PROBLEM TO WORK ON: Give back every entry, exactly as written.

══ EXERCISE DATA

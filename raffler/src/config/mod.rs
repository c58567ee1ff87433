//! Configuration module
//!
//! Handles loading and validation of `raffler` configuration files:
//! scheduler timing, ticket caps, storage backend, and the tournament
//! phase table.

pub mod loader;
pub mod schema;
pub mod validation;

pub use loader::{ConfigLimits, ConfigLoader, LoadResult, LoadWarning, LoaderOptions};
pub use schema::*;
pub use validation::{ValidationResult, Validator};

════

RESULT FOR THIS TASK:
filename raffler/src/config/mod.rs
repository c58567ee1ff87433
//! Configuration module
//!
//! Handles loading and validation of `raffler` configuration files:
//! scheduler timing, ticket caps, storage backend, and the tournament
//! phase table.

pub mod loader;
pub mod schema;
pub mod validation;

pub use loader::{ConfigLimits, ConfigLoader, LoadResult, LoadWarning, LoaderOptions};
pub use schema::*;
pub use validation::{ValidationResult, Validator};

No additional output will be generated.